Assignment
Scan the data beneath this task and copy each line that includes "message".

Task inputs START

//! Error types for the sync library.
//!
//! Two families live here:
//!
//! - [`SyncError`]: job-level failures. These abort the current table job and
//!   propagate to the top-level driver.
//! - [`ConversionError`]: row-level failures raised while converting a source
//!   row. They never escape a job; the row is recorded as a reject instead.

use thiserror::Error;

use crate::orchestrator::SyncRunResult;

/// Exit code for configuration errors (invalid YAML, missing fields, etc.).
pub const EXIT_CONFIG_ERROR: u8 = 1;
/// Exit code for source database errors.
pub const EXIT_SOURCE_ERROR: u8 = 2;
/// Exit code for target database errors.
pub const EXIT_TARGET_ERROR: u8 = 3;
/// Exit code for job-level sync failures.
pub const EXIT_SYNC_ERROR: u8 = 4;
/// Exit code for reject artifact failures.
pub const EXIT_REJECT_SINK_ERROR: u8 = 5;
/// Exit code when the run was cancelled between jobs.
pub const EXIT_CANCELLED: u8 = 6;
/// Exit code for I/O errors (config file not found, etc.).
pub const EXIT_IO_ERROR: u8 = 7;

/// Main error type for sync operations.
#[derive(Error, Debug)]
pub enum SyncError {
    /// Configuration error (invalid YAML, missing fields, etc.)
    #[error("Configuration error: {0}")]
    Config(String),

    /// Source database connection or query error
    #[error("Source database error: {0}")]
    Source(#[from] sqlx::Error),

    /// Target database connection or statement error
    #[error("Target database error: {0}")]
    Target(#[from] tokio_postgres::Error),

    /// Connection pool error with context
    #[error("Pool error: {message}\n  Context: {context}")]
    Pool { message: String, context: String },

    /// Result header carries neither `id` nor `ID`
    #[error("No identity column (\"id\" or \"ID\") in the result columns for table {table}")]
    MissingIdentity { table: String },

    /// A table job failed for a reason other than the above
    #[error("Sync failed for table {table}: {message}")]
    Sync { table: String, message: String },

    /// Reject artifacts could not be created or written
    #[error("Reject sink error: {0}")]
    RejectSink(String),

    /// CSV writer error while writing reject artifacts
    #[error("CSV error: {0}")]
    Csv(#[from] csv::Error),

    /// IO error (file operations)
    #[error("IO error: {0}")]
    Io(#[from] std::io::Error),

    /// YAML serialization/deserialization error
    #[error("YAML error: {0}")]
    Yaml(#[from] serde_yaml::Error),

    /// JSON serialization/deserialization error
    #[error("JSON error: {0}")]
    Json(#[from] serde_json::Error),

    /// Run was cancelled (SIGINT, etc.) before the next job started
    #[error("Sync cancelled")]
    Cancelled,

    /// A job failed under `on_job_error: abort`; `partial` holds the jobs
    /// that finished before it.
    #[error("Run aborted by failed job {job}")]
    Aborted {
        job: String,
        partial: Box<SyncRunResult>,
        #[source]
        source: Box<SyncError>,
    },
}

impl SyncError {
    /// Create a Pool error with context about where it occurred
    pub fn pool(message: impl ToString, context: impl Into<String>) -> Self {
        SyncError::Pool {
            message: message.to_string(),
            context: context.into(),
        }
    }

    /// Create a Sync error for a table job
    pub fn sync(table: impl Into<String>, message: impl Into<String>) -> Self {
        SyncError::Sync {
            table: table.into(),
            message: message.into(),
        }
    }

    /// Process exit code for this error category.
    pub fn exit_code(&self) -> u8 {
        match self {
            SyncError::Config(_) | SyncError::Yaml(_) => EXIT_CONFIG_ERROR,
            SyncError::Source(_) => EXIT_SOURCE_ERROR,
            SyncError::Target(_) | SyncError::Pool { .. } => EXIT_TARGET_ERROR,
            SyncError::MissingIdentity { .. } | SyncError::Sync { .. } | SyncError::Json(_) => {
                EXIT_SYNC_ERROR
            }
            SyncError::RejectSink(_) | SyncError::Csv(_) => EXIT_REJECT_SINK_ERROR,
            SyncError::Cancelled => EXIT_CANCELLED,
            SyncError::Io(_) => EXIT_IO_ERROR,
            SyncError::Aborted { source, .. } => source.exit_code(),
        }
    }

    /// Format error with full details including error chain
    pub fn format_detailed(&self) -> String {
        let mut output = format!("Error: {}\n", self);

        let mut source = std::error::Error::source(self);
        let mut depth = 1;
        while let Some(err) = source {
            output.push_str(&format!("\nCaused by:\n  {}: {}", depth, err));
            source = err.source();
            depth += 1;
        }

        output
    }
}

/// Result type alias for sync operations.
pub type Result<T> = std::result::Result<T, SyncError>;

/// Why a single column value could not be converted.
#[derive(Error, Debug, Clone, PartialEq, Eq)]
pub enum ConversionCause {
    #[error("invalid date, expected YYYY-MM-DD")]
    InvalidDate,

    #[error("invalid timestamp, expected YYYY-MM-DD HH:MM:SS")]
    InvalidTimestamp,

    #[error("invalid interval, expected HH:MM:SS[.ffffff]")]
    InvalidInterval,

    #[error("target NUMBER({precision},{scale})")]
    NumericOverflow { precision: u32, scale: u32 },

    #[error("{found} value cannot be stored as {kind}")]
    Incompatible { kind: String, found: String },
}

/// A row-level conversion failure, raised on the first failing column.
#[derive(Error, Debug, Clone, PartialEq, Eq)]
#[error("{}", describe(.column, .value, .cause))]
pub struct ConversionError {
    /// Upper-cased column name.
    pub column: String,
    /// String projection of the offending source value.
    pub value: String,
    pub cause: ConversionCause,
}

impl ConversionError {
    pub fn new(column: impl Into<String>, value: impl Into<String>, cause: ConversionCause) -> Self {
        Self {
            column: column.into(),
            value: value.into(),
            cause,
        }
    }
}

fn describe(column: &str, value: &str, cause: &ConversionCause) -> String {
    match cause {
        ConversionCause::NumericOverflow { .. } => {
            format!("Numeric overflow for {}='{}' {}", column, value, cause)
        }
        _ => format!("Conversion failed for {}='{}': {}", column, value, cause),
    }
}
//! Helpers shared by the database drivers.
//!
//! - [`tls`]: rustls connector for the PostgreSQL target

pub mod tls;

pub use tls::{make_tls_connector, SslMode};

Task inputs END

Completed exercise
    #[error("Pool error: {message}\n  Context: {context}")]
    Pool { message: String, context: String },
    #[error("Sync failed for table {table}: {message}")]
    Sync { table: String, message: String },
    pub fn pool(message: impl ToString, context: impl Into<String>) -> Self {
            message: message.to_string(),
    pub fn sync(table: impl Into<String>, message: impl Into<String>) -> Self {
            message: message.into(),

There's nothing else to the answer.